Éditions Caméras animales - Poésie, essais

Les livres publiés depuis quelques années par les éditions Caméras animales sont toujours construits. On n’y développe pas des introductions pour les conclure par le néant des certitudes ou de la connaissance indiscutable. Ils sont toujours le fait d’artistes qu’il est nécessaire de laisser faire pour qu’ils existent.

Laisssez-moi faire !
par Patrick CINTAS

« La plus belle lueur sur le sens général, obligatoire, que doit prendre l’image digne de ce nom nous est fournie par cet apologue Zen : Par bonté bouddhique, Bashô modifia un jour, avec ingéniosité, un haïkaï cruel composé par son humoristique disciple, Kikakou. Celui-ci ayant dit : Une libellule rouge - arrachez-lui les ailes - un piment, Bashô lui substitua : Un piment - mettez-lui des ailes - une libellule rouge. » Cette célèbre conclusion de Signe ascendant, écrit au lendemain de la Guerre, ou peu s’en faut, trouve son pendant presque exact au pivot du livre de Ly Thanh TIÊN, Danse-fiction :

Je pense à Ghérassim Luca qui disait : la révolution sans personne / la poésie sans langage / l’amour sans fin.

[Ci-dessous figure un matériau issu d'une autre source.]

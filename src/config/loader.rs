//! Configuration loader with TOML parsing and environment variable overrides

use super::schema::{DatabaseTarget, PostgreSQLConfig, SeederConfig};
use crate::config::secret_string;
use crate::domain::errors::SeedError;
use crate::domain::result::Result;
use regex::Regex;
use std::fs;
use std::path::Path;
use std::str::FromStr;

/// Prefix of environment variables that override file values
pub const ENV_PREFIX: &str = "SEED_";

/// Loads configuration from a TOML file
///
/// This function:
/// 1. Reads the TOML file
/// 2. Performs environment variable substitution (`${VAR}` syntax)
/// 3. Parses the TOML into [`SeederConfig`]
/// 4. Applies environment variable overrides (`SEED_*` prefix)
/// 5. Validates the configuration
///
/// # Errors
///
/// Returns [`SeedError::Configuration`] if the file is missing or unreadable,
/// a referenced variable is unset, parsing fails, or validation fails.
///
/// # Examples
///
/// ```no_run
/// use noc_seeder::config::load_config;
///
/// let config = load_config("seed.toml").expect("Failed to load config");
/// println!("batch size: {}", config.seed.batch_size);
/// ```
pub fn load_config(path: impl AsRef<Path>) -> Result<SeederConfig> {
    let path = path.as_ref();

    if !path.exists() {
        return Err(SeedError::Configuration(format!(
            "Configuration file not found: {}",
            path.display()
        )));
    }

    let contents = fs::read_to_string(path).map_err(|e| {
        SeedError::Configuration(format!(
            "Failed to read configuration file {}: {}",
            path.display(),
            e
        ))
    })?;

    parse_config(&contents)
}

/// Parses configuration text, applying substitution, overrides and validation
///
/// # Errors
///
/// Same conditions as [`load_config`], minus file access.
pub fn parse_config(contents: &str) -> Result<SeederConfig> {
    let contents = substitute_env_vars(contents)?;

    let mut config: SeederConfig = toml::from_str(&contents)
        .map_err(|e| SeedError::Configuration(format!("Failed to parse TOML: {e}")))?;

    apply_env_overrides(&mut config)?;

    config.validate().map_err(|e| {
        SeedError::Configuration(format!("Configuration validation failed: {e}"))
    })?;

    Ok(config)
}

/// Substitutes environment variables in the format `${VAR_NAME}`
///
/// Comment lines are left untouched.
///
/// # Errors
///
/// Returns an error naming every referenced variable that is not set
fn substitute_env_vars(input: &str) -> Result<String> {
    let re = Regex::new(r"\$\{([A-Z_][A-Z0-9_]*)\}")
        .map_err(|e| SeedError::Configuration(format!("Invalid substitution pattern: {e}")))?;
    let mut result = String::with_capacity(input.len());
    let mut missing_vars: Vec<String> = Vec::new();

    for (index, line) in input.lines().enumerate() {
        if index > 0 {
            result.push('\n');
        }

        if line.trim_start().starts_with('#') {
            result.push_str(line);
            continue;
        }

        let processed = re.replace_all(line, |caps: &regex::Captures<'_>| {
            let var_name = &caps[1];
            match std::env::var(var_name) {
                Ok(value) => value,
                Err(_) => {
                    if !missing_vars.iter().any(|v| v == var_name) {
                        missing_vars.push(var_name.to_string());
                    }
                    String::new()
                }
            }
        });
        result.push_str(&processed);
    }

    if !missing_vars.is_empty() {
        return Err(SeedError::Configuration(format!(
            "Missing required environment variables: {}",
            missing_vars.join(", ")
        )));
    }

    Ok(result)
}

fn env_var(key: &str) -> Option<String> {
    std::env::var(format!("{ENV_PREFIX}{key}")).ok()
}

fn parse_env<T: FromStr>(key: &str, value: &str) -> Result<T> {
    value.trim().parse().map_err(|_| {
        SeedError::Configuration(format!(
            "Invalid value '{value}' for environment variable {ENV_PREFIX}{key}"
        ))
    })
}

/// Applies environment variable overrides using the `SEED_*` prefix
///
/// Variables follow the pattern `SEED_<SECTION>_<KEY>`, for example
/// `SEED_SEED_BATCH_SIZE` or `SEED_POSTGRESQL_CONNECTION_STRING`.
fn apply_env_overrides(config: &mut SeederConfig) -> Result<()> {
    if let Some(val) = env_var("APPLICATION_LOG_LEVEL") {
        config.application.log_level = val;
    }
    if let Some(val) = env_var("APPLICATION_DRY_RUN") {
        config.application.dry_run = parse_env("APPLICATION_DRY_RUN", &val)?;
    }

    if let Some(val) = env_var("DATABASE_TARGET") {
        config.database_target = match val.trim().to_lowercase().as_str() {
            "postgresql" => DatabaseTarget::PostgreSQL,
            "memory" => DatabaseTarget::Memory,
            other => {
                return Err(SeedError::Configuration(format!(
                    "Invalid value '{other}' for {ENV_PREFIX}DATABASE_TARGET"
                )))
            }
        };
    }

    if let Some(val) = env_var("POSTGRESQL_CONNECTION_STRING") {
        match config.postgresql.as_mut() {
            Some(pg) => pg.connection_string = secret_string(val),
            None => {
                config.postgresql = Some(PostgreSQLConfig {
                    connection_string: secret_string(val),
                    max_connections: 10,
                    connection_timeout_seconds: 30,
                    statement_timeout_seconds: 60,
                    ssl_mode: "prefer".to_string(),
                })
            }
        }
    }
    if let Some(pg) = config.postgresql.as_mut() {
        if let Some(val) = env_var("POSTGRESQL_MAX_CONNECTIONS") {
            pg.max_connections = parse_env("POSTGRESQL_MAX_CONNECTIONS", &val)?;
        }
        if let Some(val) = env_var("POSTGRESQL_SSL_MODE") {
            pg.ssl_mode = val;
        }
    }

    if let Some(val) = env_var("SOURCES_PROGRAMS_PATH") {
        config.sources.programs_path = val;
    }
    if let Some(val) = env_var("SOURCES_UNIT_GROUPS_PATH") {
        config.sources.unit_groups_path = val;
    }
    if let Some(val) = env_var("SOURCES_OUTLOOKS_PATH") {
        config.sources.outlooks_path = val;
    }

    if let Some(val) = env_var("SEED_BATCH_SIZE") {
        config.seed.batch_size = parse_env("SEED_BATCH_SIZE", &val)?;
    }
    if let Some(val) = env_var("SEED_PARALLEL_GROUPS") {
        config.seed.parallel_groups = parse_env("SEED_PARALLEL_GROUPS", &val)?;
    }
    if let Some(val) = env_var("SEED_INTER_BATCH_DELAY_MS") {
        config.seed.inter_batch_delay_ms = parse_env("SEED_INTER_BATCH_DELAY_MS", &val)?;
    }

    if let Some(val) = env_var("RETRY_MAX_RETRIES") {
        config.retry.max_retries = parse_env("RETRY_MAX_RETRIES", &val)?;
    }
    if let Some(val) = env_var("RETRY_BASE_DELAY_MS") {
        config.retry.base_delay_ms = parse_env("RETRY_BASE_DELAY_MS", &val)?;
    }

    if let Some(val) = env_var("STATE_ENABLE_CHECKPOINTING") {
        config.state.enable_checkpointing = parse_env("STATE_ENABLE_CHECKPOINTING", &val)?;
    }
    if let Some(val) = env_var("STATE_CHECKPOINT_PATH") {
        config.state.checkpoint_path = val;
    }

    if let Some(val) = env_var("LOGGING_LOCAL_ENABLED") {
        config.logging.local_enabled = parse_env("LOGGING_LOCAL_ENABLED", &val)?;
    }
    if let Some(val) = env_var("LOGGING_LOCAL_PATH") {
        config.logging.local_path = val;
    }
    if let Some(val) = env_var("LOGGING_ERROR_LOG_ENABLED") {
        config.logging.error_log_enabled = parse_env("LOGGING_ERROR_LOG_ENABLED", &val)?;
    }

    Ok(())
}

Si l’on inversait les trois propositions, cela donnerait ce qui caractérise l’humanité actuelle : la personne sans révolution, le langage sans poésie, la fin sans amour.

C’est que l’artiste n’est pas ou plus celui qui déclare : Ils pensent que je suis un artiste, donc je le suis. L’artiste dit plutôt : Ce n’est pas possible ! Il doit exister autre chose. LAISSEZ-MOI FAIRE !

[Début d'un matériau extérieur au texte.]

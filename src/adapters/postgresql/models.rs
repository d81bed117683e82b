//! Row mapping for PostgreSQL tables
//!
//! Converts `tokio_postgres::Row`s read back from the seeded tables into
//! domain entities.

use crate::domain::{
    ClassificationCode, CredentialKind, EntityKind, Program, ProgramArea, StoreError, StoreResult,
    UnitGroup, UnitGroupSection,
};
use tokio_postgres::Row;

/// Table holding each entity family
pub fn table_name(kind: EntityKind) -> &'static str {
    match kind {
        EntityKind::ProgramArea => "program_areas",
        EntityKind::Program => "programs",
        EntityKind::UnitGroup => "unit_groups",
        EntityKind::UnitGroupSection => "unit_group_sections",
        EntityKind::EconomicRegion => "economic_regions",
        EntityKind::Outlook => "outlooks",
        EntityKind::ProgramLink => "program_links",
    }
}

fn get<'a, T>(row: &'a Row, column: &str) -> StoreResult<T>
where
    T: tokio_postgres::types::FromSql<'a>,
{
    row.try_get(column)
        .map_err(|e| StoreError::Other(format!("column {column}: {e}")))
}

fn code(raw: &str) -> StoreResult<ClassificationCode> {
    ClassificationCode::normalize(raw).map_err(StoreError::InvalidInput)
}

pub fn program_area_from_row(row: &Row) -> StoreResult<ProgramArea> {
    Ok(ProgramArea {
        external_id: get(row, "external_id")?,
        title: get(row, "title")?,
    })
}

pub fn program_from_row(row: &Row) -> StoreResult<Program> {
    let credential: String = get(row, "credential")?;
    Ok(Program {
        external_id: get(row, "external_id")?,
        title: get(row, "title")?,
        duration: get(row, "duration")?,
        credential: CredentialKind::normalize(Some(&credential)),
        keywords: get(row, "keywords")?,
        skills: get(row, "skills")?,
        known_codes: get(row, "known_codes")?,
        program_area_id: get(row, "program_area_id")?,
    })
}

pub fn unit_group_from_row(row: &Row) -> StoreResult<UnitGroup> {
    let raw: String = get(row, "code")?;
    Ok(UnitGroup {
        code: code(&raw)?,
        occupation_title: get(row, "occupation_title")?,
    })
}

pub fn section_from_row(row: &Row) -> StoreResult<UnitGroupSection> {
    let raw: String = get(row, "parent_code")?;
    Ok(UnitGroupSection {
        parent_code: code(&raw)?,
        title: get(row, "title")?,
        items: get(row, "items")?,
    })
}

#[cfg(test)]
mod tests {
    use super::*;

    #[test]
    fn test_table_names_match_entity_names() {
        for kind in EntityKind::ALL {
            assert_eq!(table_name(kind), kind.as_str());
        }
    }
}
//! PostgreSQL adapter implementing the store trait
//!
//! Every write is a single `INSERT ... ON CONFLICT DO UPDATE` on the
//! entity's natural key; non-key columns are overwritten with the new
//! values.

use crate::adapters::database::traits::SeedStore;
use crate::adapters::postgresql::client::PostgreSQLClient;
use crate::adapters::postgresql::errors::classify_db_error;
use crate::adapters::postgresql::models::{
    program_area_from_row, program_from_row, section_from_row, table_name, unit_group_from_row,
};
use crate::domain::{
    ClassificationCode, EconomicRegion, EntityKind, HealthStatus, Outlook, Program, ProgramArea,
    ProgramLink, StoreResult, UnitGroup, UnitGroupSection,
};
use async_trait::async_trait;
use std::sync::Arc;
use tokio_postgres::types::ToSql;

/// PostgreSQL implementation of [`SeedStore`]
pub struct PostgreSQLStore {
    client: Arc<PostgreSQLClient>,
}

impl PostgreSQLStore {
    pub fn new(client: PostgreSQLClient) -> Self {
        Self {
            client: Arc::new(client),
        }
    }

    async fn execute(&self, statement: &str, params: &[&(dyn ToSql + Sync)]) -> StoreResult<u64> {
        let conn = self.client.connection().await?;
        conn.execute(statement, params)
            .await
            .map_err(|e| classify_db_error(&e))
    }

    async fn query_opt(
        &self,
        query: &str,
        params: &[&(dyn ToSql + Sync)],
    ) -> StoreResult<Option<tokio_postgres::Row>> {
        let conn = self.client.connection().await?;
        conn.query_opt(query, params)
            .await
            .map_err(|e| classify_db_error(&e))
    }
}

#[async_trait]
impl SeedStore for PostgreSQLStore {
    fn backend_name(&self) -> &str {
        "postgresql"
    }

    async fn ensure_schema(&self) -> StoreResult<()> {
        self.client.ensure_schema().await
    }

    async fn health_check(&self) -> StoreResult<HealthStatus> {
        self.client.health_check().await
    }

    async fn count(&self, kind: EntityKind) -> StoreResult<u64> {
        let query = format!("SELECT COUNT(*) FROM {}", table_name(kind));
        let conn = self.client.connection().await?;
        let row = conn
            .query_one(query.as_str(), &[])
            .await
            .map_err(|e| classify_db_error(&e))?;
        let count: i64 = row
            .try_get(0)
            .map_err(|e| crate::domain::StoreError::Other(format!("count column: {e}")))?;
        Ok(count.max(0) as u64)
    }

    async fn find_program_area(&self, external_id: &str) -> StoreResult<Option<ProgramArea>> {
        self.query_opt(
            "SELECT external_id, title FROM program_areas WHERE external_id = $1",
            &[&external_id],
        )
        .await?
        .as_ref()
        .map(program_area_from_row)
        .transpose()
    }

    async fn find_program(&self, external_id: &str) -> StoreResult<Option<Program>> {
        self.query_opt(
            r#"
            SELECT external_id, title, duration, credential, keywords, skills,
                   known_codes, program_area_id
            FROM programs
            WHERE external_id = $1
            "#,
            &[&external_id],
        )
        .await?
        .as_ref()
        .map(program_from_row)
        .transpose()
    }

    async fn find_unit_group(&self, code: &ClassificationCode) -> StoreResult<Option<UnitGroup>> {
        self.query_opt(
            "SELECT code, occupation_title FROM unit_groups WHERE code = $1",
            &[&code.as_str()],
        )
        .await?
        .as_ref()
        .map(unit_group_from_row)
        .transpose()
    }

    async fn find_sections(
        &self,
        parent: &ClassificationCode,
    ) -> StoreResult<Vec<UnitGroupSection>> {
        let conn = self.client.connection().await?;
        let rows = conn
            .query(
                "SELECT parent_code, title, items FROM unit_group_sections \
                 WHERE parent_code = $1 ORDER BY title",
                &[&parent.as_str()],
            )
            .await
            .map_err(|e| classify_db_error(&e))?;
        rows.iter().map(section_from_row).collect()
    }

    async fn upsert_program_area(&self, area: &ProgramArea) -> StoreResult<()> {
        self.execute(
            r#"
            INSERT INTO program_areas (external_id, title)
            VALUES ($1, $2)
            ON CONFLICT (external_id) DO UPDATE SET
                title = EXCLUDED.title,
                updated_at = NOW()
            "#,
            &[&area.external_id, &area.title],
        )
        .await?;
        Ok(())
    }

    async fn upsert_program(&self, program: &Program) -> StoreResult<()> {
        let credential = program.credential.as_str();
        self.execute(
            r#"
            INSERT INTO programs (
                external_id, title, duration, credential, keywords, skills,
                known_codes, program_area_id
            )
            VALUES ($1, $2, $3, $4, $5, $6, $7, $8)
            ON CONFLICT (external_id) DO UPDATE SET
                title = EXCLUDED.title,
                duration = EXCLUDED.duration,
                credential = EXCLUDED.credential,
                keywords = EXCLUDED.keywords,
                skills = EXCLUDED.skills,
                known_codes = EXCLUDED.known_codes,
                program_area_id = EXCLUDED.program_area_id,
                updated_at = NOW()
            "#,
            &[
                &program.external_id,
                &program.title,
                &program.duration,
                &credential,
                &program.keywords,
                &program.skills,
                &program.known_codes,
                &program.program_area_id,
            ],
        )
        .await?;
        Ok(())
    }

    async fn upsert_unit_group(&self, unit_group: &UnitGroup) -> StoreResult<()> {
        self.execute(
            r#"
            INSERT INTO unit_groups (code, occupation_title)
            VALUES ($1, $2)
            ON CONFLICT (code) DO UPDATE SET
                occupation_title = EXCLUDED.occupation_title,
                updated_at = NOW()
            "#,
            &[&unit_group.code.as_str(), &unit_group.occupation_title],
        )
        .await?;
        Ok(())
    }

    async fn upsert_section(&self, section: &UnitGroupSection) -> StoreResult<()> {
        self.execute(
            r#"
            INSERT INTO unit_group_sections (parent_code, title, items)
            VALUES ($1, $2, $3)
            ON CONFLICT (parent_code, title) DO UPDATE SET
                items = EXCLUDED.items,
                updated_at = NOW()
            "#,
            &[&section.parent_code.as_str(), &section.title, &section.items],
        )
        .await?;
        Ok(())
    }

    async fn upsert_region(&self, region: &EconomicRegion) -> StoreResult<()> {
        self.execute(
            r#"
            INSERT INTO economic_regions (region_code, province, region_name)
            VALUES ($1, $2, $3)
            ON CONFLICT (region_code) DO UPDATE SET
                province = EXCLUDED.province,
                region_name = EXCLUDED.region_name,
                updated_at = NOW()
            "#,
            &[
                &region.region_code.as_str(),
                &region.province,
                &region.region_name,
            ],
        )
        .await?;
        Ok(())
    }

    async fn upsert_outlook(&self, outlook: &Outlook) -> StoreResult<()> {
        self.execute(
            r#"
            INSERT INTO outlooks (
                classification_code, region_code, province, release_date,
                language, outlook_rating, trends
            )
            VALUES ($1, $2, $3, $4, $5, $6, $7)
            ON CONFLICT ON CONSTRAINT uq_outlooks_key DO UPDATE SET
                outlook_rating = EXCLUDED.outlook_rating,
                trends = EXCLUDED.trends,
                updated_at = NOW()
            "#,
            &[
                &outlook.classification_code.as_str(),
                &outlook.region_code.as_str(),
                &outlook.province,
                &outlook.release_date,
                &outlook.language,
                &outlook.outlook_rating,
                &outlook.trends,
            ],
        )
        .await?;
        Ok(())
    }

    async fn upsert_program_link(&self, link: &ProgramLink) -> StoreResult<()> {
        self.execute(
            r#"
            INSERT INTO program_links (program_id, classification_code, is_known, confidence)
            VALUES ($1, $2, $3, $4)
            ON CONFLICT (program_id, classification_code) DO UPDATE SET
                is_known = EXCLUDED.is_known,
                confidence = EXCLUDED.confidence,
                updated_at = NOW()
            "#,
            &[
                &link.program_id,
                &link.classification_code.as_str(),
                &link.is_known,
                &link.confidence,
            ],
        )
        .await?;
        Ok(())
    }
}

D’où la différence, toujours nettement distinguée de l’altérité qui fait mieux florès, certes, mais sans cette sensation de discordance qui signale l’oeuvre d’art ou au moins sa possibilité. Pas de révolution, malgré l’évidence de l’être, pas de poésie en usage, et la mort sans trace disponible à tout moment. Une telle croissance du désespoir ne peut que pousser l’angoisse. Or, Ly Thanh TIÊN danse, raconte, trouve, sans jamais inspirer la peur. Danse-fiction est un itinéraire sans remords au fil de l’improvisation comme art et comme fin. L’homme, son langage et sa mort, face à la tentation de la révolution, de la poésie et de l’amour. Une telle formation de l’idée et de l’acte ne peut que donner lieu à une oeuvre et c’est ce que ce livre s’emploie, sinon à démontrer, du moins à déterminer. On verra qu’il s’en dégage un bonheur concevable avec les moyens du corps. Ce qui réclame l’adhésion.

Les livres publiés depuis quelques années par les éditions Caméras animales sont toujours construits. On n’y développe pas des introductions pour les conclure par le néant des certitudes ou de la connaissance indiscutable. Ils sont toujours le fait d’artistes qu’il est nécessaire de laisser faire pour qu’ils existent. La carrière de Ly Thanh TIÊN est déjà longue et semée de nombreuses expériences. Il a déjà laissé sa trace. Ce livre, qui arrive ces temps-ci, pourrait passer pour une prière d’insérer. Or, c’est un livre qui ne cesse, à chaque page, d’ouvrir les portes du bonheur d’exister. Qu’on n’aille pas imaginer que les choses sont jouées d’avance. Le texte, au fil du poème, du récit, de la fable, voire de l’explication et du compte rendu, n’enferme rien ni ne s’y conforme.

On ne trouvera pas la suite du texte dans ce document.